DATA PROVIDED:
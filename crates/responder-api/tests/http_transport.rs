use std::sync::{Arc, Mutex};

use axum::extract::{Path, State};
use axum::http::{header::AUTHORIZATION, HeaderMap, StatusCode};
use axum::response::{IntoResponse, Response};
use axum::routing::{delete, get};
use axum::{Json, Router};
use chat_sync::{
    AlwaysForeground, ChatSyncEngine, MessageTransport, SendRequest, Sender, StaticUserProvider,
    SyncConfig, TransportError, User,
};
use responder_api::ResponderApiClient;
use serde_json::{json, Value};
use tokio::net::TcpListener;

const TOKEN: &str = "test-token";

#[derive(Clone, Default)]
struct Backend {
    posted: Arc<Mutex<Vec<(String, Value)>>>,
}

fn authorized(headers: &HeaderMap) -> bool {
    headers.get(AUTHORIZATION).and_then(|v| v.to_str().ok()) == Some("Bearer test-token")
}

async fn list_messages(Path(task_id): Path<String>, headers: HeaderMap) -> Response {
    if !authorized(&headers) {
        return (StatusCode::UNAUTHORIZED, "missing bearer token").into_response();
    }
    match task_id.as_str() {
        "broken" => (StatusCode::OK, "<html>maintenance</html>").into_response(),
        "closed" => (
            StatusCode::FORBIDDEN,
            Json(json!({ "success": false, "message": "Task is closed" })),
        )
            .into_response(),
        _ => Json(json!({
            "success": true,
            "data": [
                {
                    "id": 2,
                    "message": "on my way",
                    "sender_type": "responder",
                    "created_at": "2024-05-01T10:05:00Z"
                },
                {
                    "id": "1",
                    "message": "where are you?",
                    "sender_type": "client",
                    "created_at": "2024-05-01T10:00:00Z",
                    "file_urls": ["https://files.example/map.png"]
                }
            ]
        }))
        .into_response(),
    }
}

async fn post_message(
    State(backend): State<Backend>,
    Path(task_id): Path<String>,
    headers: HeaderMap,
    Json(body): Json<Value>,
) -> Response {
    if !authorized(&headers) {
        return StatusCode::UNAUTHORIZED.into_response();
    }
    backend
        .posted
        .lock()
        .unwrap()
        .push((task_id, body.clone()));
    Json(json!({
        "success": true,
        "data": {
            "id": 99,
            "message": body["message"],
            "sender_type": body["sender_type"],
            "created_at": "2024-05-01T10:10:00Z",
            "file_urls": body["file_urls"]
        }
    }))
    .into_response()
}

async fn delete_message(Path(message_id): Path<String>) -> Response {
    match message_id.as_str() {
        "locked" => (
            StatusCode::FORBIDDEN,
            Json(json!({ "success": false, "message": "Message can no longer be deleted" })),
        )
            .into_response(),
        "boom" => (StatusCode::INTERNAL_SERVER_ERROR, "upstream exploded").into_response(),
        _ => Json(json!({ "success": true, "data": { "deleted": message_id } })).into_response(),
    }
}

async fn spawn_backend() -> (String, Backend) {
    let backend = Backend::default();
    let router = Router::new()
        .route(
            "/api/tasks/:task_id/messages",
            get(list_messages).post(post_message),
        )
        .route("/api/messages/:message_id", delete(delete_message))
        .with_state(backend.clone());
    let listener = TcpListener::bind("127.0.0.1:0")
        .await
        .expect("bind listener");
    let addr = listener.local_addr().expect("local addr");
    tokio::spawn(async move {
        axum::serve(listener, router).await.ok();
    });
    (format!("http://{addr}/api"), backend)
}

#[tokio::test]
async fn lists_messages_with_bearer_auth() {
    let (base, _) = spawn_backend().await;
    let client = ResponderApiClient::new(&base, TOKEN).expect("client");

    let response = client.list_messages("task-1").await.expect("list");

    assert!(response.success);
    let records = response.data.expect("data");
    assert_eq!(records.len(), 2);
    assert_eq!(records[0].id, "2");
    assert_eq!(records[1].id, "1");
    assert_eq!(
        records[1].file_urls.as_deref(),
        Some(&["https://files.example/map.png".to_string()][..])
    );
}

#[tokio::test]
async fn posts_message_body_in_wire_shape() {
    let (base, backend) = spawn_backend().await;
    let client = ResponderApiClient::new(&base, TOKEN).expect("client");

    let response = client
        .send(SendRequest {
            conversation_id: "task-1".into(),
            text: "be there in 5".into(),
            file_urls: vec!["https://files.example/eta.png".into()],
            sender_marker: "responder".into(),
        })
        .await
        .expect("send");

    assert_eq!(response.data.expect("data").id, "99");
    let posted = backend.posted.lock().unwrap().clone();
    assert_eq!(
        posted,
        vec![(
            "task-1".to_string(),
            json!({
                "message": "be there in 5",
                "file_urls": ["https://files.example/eta.png"],
                "sender_type": "responder"
            })
        )]
    );
}

#[tokio::test]
async fn refusal_envelopes_survive_error_statuses() {
    let (base, _) = spawn_backend().await;
    let client = ResponderApiClient::new(&base, TOKEN).expect("client");

    let listed = client.list_messages("closed").await.expect("envelope");
    assert!(!listed.success);
    assert_eq!(listed.message.as_deref(), Some("Task is closed"));

    let deleted = client.delete("locked").await.expect("envelope");
    assert!(!deleted.success);
    assert_eq!(
        deleted.message.as_deref(),
        Some("Message can no longer be deleted")
    );

    let ok = client.delete("7").await.expect("delete");
    assert!(ok.success);
}

#[tokio::test]
async fn non_envelope_failures_become_transport_errors() {
    let (base, _) = spawn_backend().await;

    let client = ResponderApiClient::new(&base, TOKEN).expect("client");
    match client.delete("boom").await {
        Err(TransportError::UnexpectedStatus { status, body }) => {
            assert_eq!(status, 500);
            assert_eq!(body, "upstream exploded");
        }
        other => panic!("unexpected outcome {other:?}"),
    }
    assert!(matches!(
        client.list_messages("broken").await,
        Err(TransportError::Decode(_))
    ));

    let anonymous = ResponderApiClient::new(&base, "wrong").expect("client");
    assert!(matches!(
        anonymous.list_messages("task-1").await,
        Err(TransportError::UnexpectedStatus { status: 401, .. })
    ));
}

#[tokio::test]
async fn unreachable_server_is_a_network_error() {
    let listener = TcpListener::bind("127.0.0.1:0")
        .await
        .expect("bind listener");
    let addr = listener.local_addr().expect("local addr");
    drop(listener);

    let client = ResponderApiClient::new(format!("http://{addr}"), TOKEN).expect("client");
    assert!(matches!(
        client.list_messages("task-1").await,
        Err(TransportError::Network(_))
    ));
}

#[tokio::test]
async fn engine_syncs_over_http() {
    let (base, backend) = spawn_backend().await;
    let client = ResponderApiClient::new(&base, TOKEN).expect("client");
    let engine = ChatSyncEngine::new(
        Arc::new(client),
        Arc::new(AlwaysForeground::new()),
        Arc::new(StaticUserProvider::new(Some(User {
            id: "resp-1".into(),
            display_name: "Sam".into(),
            avatar_url: None,
        }))),
        SyncConfig::default(),
    );

    engine.bind(Some("task-1")).await.expect("bind");
    let ids: Vec<String> = engine
        .messages()
        .iter()
        .map(|m| m.id.to_string())
        .collect();
    assert_eq!(ids, ["1", "2"]);
    assert_eq!(engine.messages()[1].sender, Sender::Own);

    let sent = engine.send_message("copy that", &[]).await.expect("send");
    assert_eq!(sent.id.as_str(), "99");
    assert_eq!(engine.messages().len(), 3);
    assert_eq!(backend.posted.lock().unwrap().len(), 1);
}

WORK REQUEST: Word for word, quote all of the data above.

SOLUTION TO THIS TASK:
filename crates/responder-api/tests/http_transport.rs
use std::sync::{Arc, Mutex};

use axum::extract::{Path, State};
use axum::http::{header::AUTHORIZATION, HeaderMap, StatusCode};
use axum::response::{IntoResponse, Response};
use axum::routing::{delete, get};
use axum::{Json, Router};
use chat_sync::{
    AlwaysForeground, ChatSyncEngine, MessageTransport, SendRequest, Sender, StaticUserProvider,
    SyncConfig, TransportError, User,
};
use responder_api::ResponderApiClient;
use serde_json::{json, Value};
use tokio::net::TcpListener;

const TOKEN: &str = "test-token";

#[derive(Clone, Default)]
struct Backend {
    posted: Arc<Mutex<Vec<(String, Value)>>>,
}

fn authorized(headers: &HeaderMap) -> bool {
    headers.get(AUTHORIZATION).and_then(|v| v.to_str().ok()) == Some("Bearer test-token")
}

async fn list_messages(Path(task_id): Path<String>, headers: HeaderMap) -> Response {
    if !authorized(&headers) {
        return (StatusCode::UNAUTHORIZED, "missing bearer token").into_response();
    }
    match task_id.as_str() {
        "broken" => (StatusCode::OK, "<html>maintenance</html>").into_response(),
        "closed" => (
            StatusCode::FORBIDDEN,
            Json(json!({ "success": false, "message": "Task is closed" })),
        )
            .into_response(),
        _ => Json(json!({
            "success": true,
            "data": [
                {
                    "id": 2,
                    "message": "on my way",
                    "sender_type": "responder",
                    "created_at": "2024-05-01T10:05:00Z"
                },
                {
                    "id": "1",
                    "message": "where are you?",
                    "sender_type": "client",
                    "created_at": "2024-05-01T10:00:00Z",
                    "file_urls": ["https://files.example/map.png"]
                }
            ]
        }))
        .into_response(),
    }
}

async fn post_message(
    State(backend): State<Backend>,
    Path(task_id): Path<String>,
    headers: HeaderMap,
    Json(body): Json<Value>,
) -> Response {
    if !authorized(&headers) {
        return StatusCode::UNAUTHORIZED.into_response();
    }
    backend
        .posted
        .lock()
        .unwrap()
        .push((task_id, body.clone()));
    Json(json!({
        "success": true,
        "data": {
            "id": 99,
            "message": body["message"],
            "sender_type": body["sender_type"],
            "created_at": "2024-05-01T10:10:00Z",
            "file_urls": body["file_urls"]
        }
    }))
    .into_response()
}

async fn delete_message(Path(message_id): Path<String>) -> Response {
    match message_id.as_str() {
        "locked" => (
            StatusCode::FORBIDDEN,
            Json(json!({ "success": false, "message": "Message can no longer be deleted" })),
        )
            .into_response(),
        "boom" => (StatusCode::INTERNAL_SERVER_ERROR, "upstream exploded").into_response(),
        _ => Json(json!({ "success": true, "data": { "deleted": message_id } })).into_response(),
    }
}

async fn spawn_backend() -> (String, Backend) {
    let backend = Backend::default();
    let router = Router::new()
        .route(
            "/api/tasks/:task_id/messages",
            get(list_messages).post(post_message),
        )
        .route("/api/messages/:message_id", delete(delete_message))
        .with_state(backend.clone());
    let listener = TcpListener::bind("127.0.0.1:0")
        .await
        .expect("bind listener");
    let addr = listener.local_addr().expect("local addr");
    tokio::spawn(async move {
        axum::serve(listener, router).await.ok();
    });
    (format!("http://{addr}/api"), backend)
}

#[tokio::test]
async fn lists_messages_with_bearer_auth() {
    let (base, _) = spawn_backend().await;
    let client = ResponderApiClient::new(&base, TOKEN).expect("client");

    let response = client.list_messages("task-1").await.expect("list");

    assert!(response.success);
    let records = response.data.expect("data");
    assert_eq!(records.len(), 2);
    assert_eq!(records[0].id, "2");
    assert_eq!(records[1].id, "1");
    assert_eq!(
        records[1].file_urls.as_deref(),
        Some(&["https://files.example/map.png".to_string()][..])
    );
}

#[tokio::test]
async fn posts_message_body_in_wire_shape() {
    let (base, backend) = spawn_backend().await;
    let client = ResponderApiClient::new(&base, TOKEN).expect("client");

    let response = client
        .send(SendRequest {
            conversation_id: "task-1".into(),
            text: "be there in 5".into(),
            file_urls: vec!["https://files.example/eta.png".into()],
            sender_marker: "responder".into(),
        })
        .await
        .expect("send");

    assert_eq!(response.data.expect("data").id, "99");
    let posted = backend.posted.lock().unwrap().clone();
    assert_eq!(
        posted,
        vec![(
            "task-1".to_string(),
            json!({
                "message": "be there in 5",
                "file_urls": ["https://files.example/eta.png"],
                "sender_type": "responder"
            })
        )]
    );
}

#[tokio::test]
async fn refusal_envelopes_survive_error_statuses() {
    let (base, _) = spawn_backend().await;
    let client = ResponderApiClient::new(&base, TOKEN).expect("client");

    let listed = client.list_messages("closed").await.expect("envelope");
    assert!(!listed.success);
    assert_eq!(listed.message.as_deref(), Some("Task is closed"));

    let deleted = client.delete("locked").await.expect("envelope");
    assert!(!deleted.success);
    assert_eq!(
        deleted.message.as_deref(),
        Some("Message can no longer be deleted")
    );

    let ok = client.delete("7").await.expect("delete");
    assert!(ok.success);
}

#[tokio::test]
async fn non_envelope_failures_become_transport_errors() {
    let (base, _) = spawn_backend().await;

    let client = ResponderApiClient::new(&base, TOKEN).expect("client");
    match client.delete("boom").await {
        Err(TransportError::UnexpectedStatus { status, body }) => {
            assert_eq!(status, 500);
            assert_eq!(body, "upstream exploded");
        }
        other => panic!("unexpected outcome {other:?}"),
    }
    assert!(matches!(
        client.list_messages("broken").await,
        Err(TransportError::Decode(_))
    ));

    let anonymous = ResponderApiClient::new(&base, "wrong").expect("client");
    assert!(matches!(
        anonymous.list_messages("task-1").await,
        Err(TransportError::UnexpectedStatus { status: 401, .. })
    ));
}

#[tokio::test]
async fn unreachable_server_is_a_network_error() {
    let listener = TcpListener::bind("127.0.0.1:0")
        .await
        .expect("bind listener");
    let addr = listener.local_addr().expect("local addr");
    drop(listener);

    let client = ResponderApiClient::new(format!("http://{addr}"), TOKEN).expect("client");
    assert!(matches!(
        client.list_messages("task-1").await,
        Err(TransportError::Network(_))
    ));
}

#[tokio::test]
async fn engine_syncs_over_http() {
    let (base, backend) = spawn_backend().await;
    let client = ResponderApiClient::new(&base, TOKEN).expect("client");
    let engine = ChatSyncEngine::new(
        Arc::new(client),
        Arc::new(AlwaysForeground::new()),
        Arc::new(StaticUserProvider::new(Some(User {
            id: "resp-1".into(),
            display_name: "Sam".into(),
            avatar_url: None,
        }))),
        SyncConfig::default(),
    );

    engine.bind(Some("task-1")).await.expect("bind");
    let ids: Vec<String> = engine
        .messages()
        .iter()
        .map(|m| m.id.to_string())
        .collect();
    assert_eq!(ids, ["1", "2"]);
    assert_eq!(engine.messages()[1].sender, Sender::Own);

    let sent = engine.send_message("copy that", &[]).await.expect("send");
    assert_eq!(sent.id.as_str(), "99");
    assert_eq!(engine.messages().len(), 3);
    assert_eq!(backend.posted.lock().unwrap().len(), 1);
}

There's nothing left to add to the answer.